We need to register the on-premises data gateway with Fabric.
Please pick a data gateway name and create a recovery key at this time.
You should get an online and ready to be used message.
Installing an on-premises data gateway is extremely easy.
Configure On-Premises Data Gateway
If we go to the manage connections and gateways section of the Fabric Tenant settings. This is the gear icon next to the notifications. We can see the gateway is online. The next step is to create a connection to the database on the virtual machine.
After supplying the connection information, we received a failed login error message. Tracking down bugs like this is a process of elimination.
Hypertext Transfer Protocol Secure (HTTPS) is the default protocol for the data gateway. Please make sure this port is open on the network security group of the virtual machine. This setting can be found under the network details of the virtual machine in the Azure Portal.
Before cloud computing, each windows server had a separate firewall that defended against hackers. TCP Port 443 (HTTPS) must be opened on the local operating system.
Now that we have opened the external and internal TCP ports, we can try creating the connection again. Unfortunately, it still fails. More information can be obtained by exporting the gateway logs.

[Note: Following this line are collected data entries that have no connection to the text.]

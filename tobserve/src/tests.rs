use std::sync::{Arc, Mutex};
use std::time::Duration;

use tchain::{Chain, ChainError, ChainRuntimeHooks, ChainState, FnStage};
use tcommon::CallContext;
use tprovider::{ProviderError, ProviderId, ProviderOperationHooks};
use ttooling::{ToolCall, ToolError, ToolExecutionContext, ToolExecutionResult, ToolRuntimeHooks};

use crate::{
    MetricsObservabilityHooks, SafeChainHooks, SafeProviderHooks, SafeToolHooks,
    TracingObservabilityHooks,
};

fn sample_tool_call() -> ToolCall {
    ToolCall::new("echo-0", "echo", "{}")
}

fn sample_tool_context() -> ToolExecutionContext {
    ToolExecutionContext::new(CallContext::new()).with_metadata("chain", "jokes")
}

fn exercise_provider_hooks(hooks: &dyn ProviderOperationHooks) {
    let provider_error = ProviderError::timeout("provider timeout");

    hooks.on_call_start(ProviderId::Ollama, "qwen3:8b");
    hooks.on_call_success(ProviderId::Ollama, "qwen3:8b", Duration::from_millis(10));
    hooks.on_call_failure(
        ProviderId::DeepSeek,
        "deepseek-chat",
        &provider_error,
        Duration::from_millis(10),
    );
    hooks.on_batch_start(ProviderId::Ollama, "qwen3:8b", 3);
    hooks.on_batch_complete(
        ProviderId::Ollama,
        "qwen3:8b",
        3,
        1,
        Duration::from_millis(30),
    );
}

fn exercise_chain_hooks(hooks: &dyn ChainRuntimeHooks) {
    let chain_error = ChainError::parse("no answer field");

    hooks.on_state_change(ChainState::Ready);
    hooks.on_state_change(ChainState::Running(0));
    hooks.on_stage_start(0, "prompt_formatter");
    hooks.on_stage_success(0, "prompt_formatter", Duration::from_millis(1));
    hooks.on_stage_failure(1, "json_field:answer", &chain_error, Duration::from_millis(2));
    hooks.on_state_change(ChainState::Failed(1));
}

fn exercise_tool_hooks(hooks: &dyn ToolRuntimeHooks) {
    let tool_error = ToolError::execution("tool failed");

    hooks.on_execution_start(&sample_tool_call(), &sample_tool_context());
    hooks.on_execution_success(
        &sample_tool_call(),
        &sample_tool_context(),
        &ToolExecutionResult::new("echo-0", "ok"),
        Duration::from_millis(20),
    );
    hooks.on_execution_failure(
        &sample_tool_call(),
        &sample_tool_context(),
        &tool_error,
        Duration::from_millis(20),
    );
}

#[test]
fn tracing_hooks_smoke_test_all_callbacks() {
    let hooks = TracingObservabilityHooks;
    exercise_provider_hooks(&hooks);
    exercise_chain_hooks(&hooks);
    exercise_tool_hooks(&hooks);
}

#[test]
fn metrics_hooks_smoke_test_all_callbacks() {
    let hooks = MetricsObservabilityHooks;
    exercise_provider_hooks(&hooks);
    exercise_chain_hooks(&hooks);
    exercise_tool_hooks(&hooks);
}

#[derive(Default, Clone)]
struct RecordingHooks {
    events: Arc<Mutex<Vec<&'static str>>>,
}

impl RecordingHooks {
    fn push(&self, event: &'static str) {
        self.events.lock().expect("events lock").push(event);
    }

    fn count(&self) -> usize {
        self.events.lock().expect("events lock").len()
    }
}

impl ProviderOperationHooks for RecordingHooks {
    fn on_call_start(&self, _provider: ProviderId, _model: &str) {
        self.push("call_start");
    }

    fn on_call_success(&self, _provider: ProviderId, _model: &str, _elapsed: Duration) {
        self.push("call_success");
    }

    fn on_call_failure(
        &self,
        _provider: ProviderId,
        _model: &str,
        _error: &ProviderError,
        _elapsed: Duration,
    ) {
        self.push("call_failure");
    }

    fn on_batch_start(&self, _provider: ProviderId, _model: &str, _size: usize) {
        self.push("batch_start");
    }

    fn on_batch_complete(
        &self,
        _provider: ProviderId,
        _model: &str,
        _size: usize,
        _failures: usize,
        _elapsed: Duration,
    ) {
        self.push("batch_complete");
    }
}

impl ChainRuntimeHooks for RecordingHooks {
    fn on_state_change(&self, _state: ChainState) {
        self.push("state_change");
    }

    fn on_stage_start(&self, _index: usize, _stage: &str) {
        self.push("stage_start");
    }

    fn on_stage_success(&self, _index: usize, _stage: &str, _elapsed: Duration) {
        self.push("stage_success");
    }

    fn on_stage_failure(
        &self,
        _index: usize,
        _stage: &str,
        _error: &ChainError,
        _elapsed: Duration,
    ) {
        self.push("stage_failure");
    }
}

impl ToolRuntimeHooks for RecordingHooks {
    fn on_execution_start(&self, _tool_call: &ToolCall, _context: &ToolExecutionContext) {
        self.push("start");
    }

    fn on_execution_success(
        &self,
        _tool_call: &ToolCall,
        _context: &ToolExecutionContext,
        _result: &ToolExecutionResult,
        _elapsed: Duration,
    ) {
        self.push("success");
    }

    fn on_execution_failure(
        &self,
        _tool_call: &ToolCall,
        _context: &ToolExecutionContext,
        _error: &ToolError,
        _elapsed: Duration,
    ) {
        self.push("failure");
    }
}

struct PanicHooks;

impl ProviderOperationHooks for PanicHooks {
    fn on_call_start(&self, _provider: ProviderId, _model: &str) {
        panic!("call_start panic");
    }

    fn on_call_success(&self, _provider: ProviderId, _model: &str, _elapsed: Duration) {
        panic!("call_success panic");
    }

    fn on_call_failure(
        &self,
        _provider: ProviderId,
        _model: &str,
        _error: &ProviderError,
        _elapsed: Duration,
    ) {
        panic!("call_failure panic");
    }

    fn on_batch_start(&self, _provider: ProviderId, _model: &str, _size: usize) {
        panic!("batch_start panic");
    }

    fn on_batch_complete(
        &self,
        _provider: ProviderId,
        _model: &str,
        _size: usize,
        _failures: usize,
        _elapsed: Duration,
    ) {
        panic!("batch_complete panic");
    }
}

impl ChainRuntimeHooks for PanicHooks {
    fn on_state_change(&self, _state: ChainState) {
        panic!("state panic");
    }

    fn on_stage_start(&self, _index: usize, _stage: &str) {
        panic!("stage_start panic");
    }

    fn on_stage_success(&self, _index: usize, _stage: &str, _elapsed: Duration) {
        panic!("stage_success panic");
    }

    fn on_stage_failure(
        &self,
        _index: usize,
        _stage: &str,
        _error: &ChainError,
        _elapsed: Duration,
    ) {
        panic!("stage_failure panic");
    }
}

impl ToolRuntimeHooks for PanicHooks {
    fn on_execution_start(&self, _tool_call: &ToolCall, _context: &ToolExecutionContext) {
        panic!("start panic");
    }

    fn on_execution_success(
        &self,
        _tool_call: &ToolCall,
        _context: &ToolExecutionContext,
        _result: &ToolExecutionResult,
        _elapsed: Duration,
    ) {
        panic!("success panic");
    }

    fn on_execution_failure(
        &self,
        _tool_call: &ToolCall,
        _context: &ToolExecutionContext,
        _error: &ToolError,
        _elapsed: Duration,
    ) {
        panic!("failure panic");
    }
}

#[test]
fn safe_hooks_delegate_when_inner_succeeds() {
    let inner = RecordingHooks::default();

    exercise_provider_hooks(&SafeProviderHooks::new(inner.clone()));
    assert_eq!(inner.count(), 5);

    exercise_chain_hooks(&SafeChainHooks::new(inner.clone()));
    assert_eq!(inner.count(), 11);

    exercise_tool_hooks(&SafeToolHooks::new(inner.clone()));
    assert_eq!(inner.count(), 14);
}

#[test]
fn safe_hooks_swallow_panics() {
    exercise_provider_hooks(&SafeProviderHooks::new(PanicHooks));
    exercise_chain_hooks(&SafeChainHooks::new(PanicHooks));
    exercise_tool_hooks(&SafeToolHooks::new(PanicHooks));
}

#[tokio::test]
async fn chain_survives_panicking_hooks() {
    let chain = Chain::builder()
        .stage(FnStage::new("upper", |input| Ok(input.to_uppercase())))
        .hooks(Arc::new(SafeChainHooks::new(PanicHooks)))
        .build();

    let output = chain.run("quiet").await.expect("chain should run");
    assert_eq!(output, "QUIET");
}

After some searching, I found the error. The certificate chain was issued by an authority that is not trusted. That makes sense since the virtual machine is not part of a domain that Fabric knows.
This could be easily solved in Azure Data Factory by a check box in the linked services dialog box. Also, The SQL Server's "Trust Server Certificate" setting is a connection property that allows a client to connect to a SQL Server instance using an encrypted connection even if the server's SSL/TLS certificate cannot be fully validated.
How can we enable this setting for the on-premises data gateway?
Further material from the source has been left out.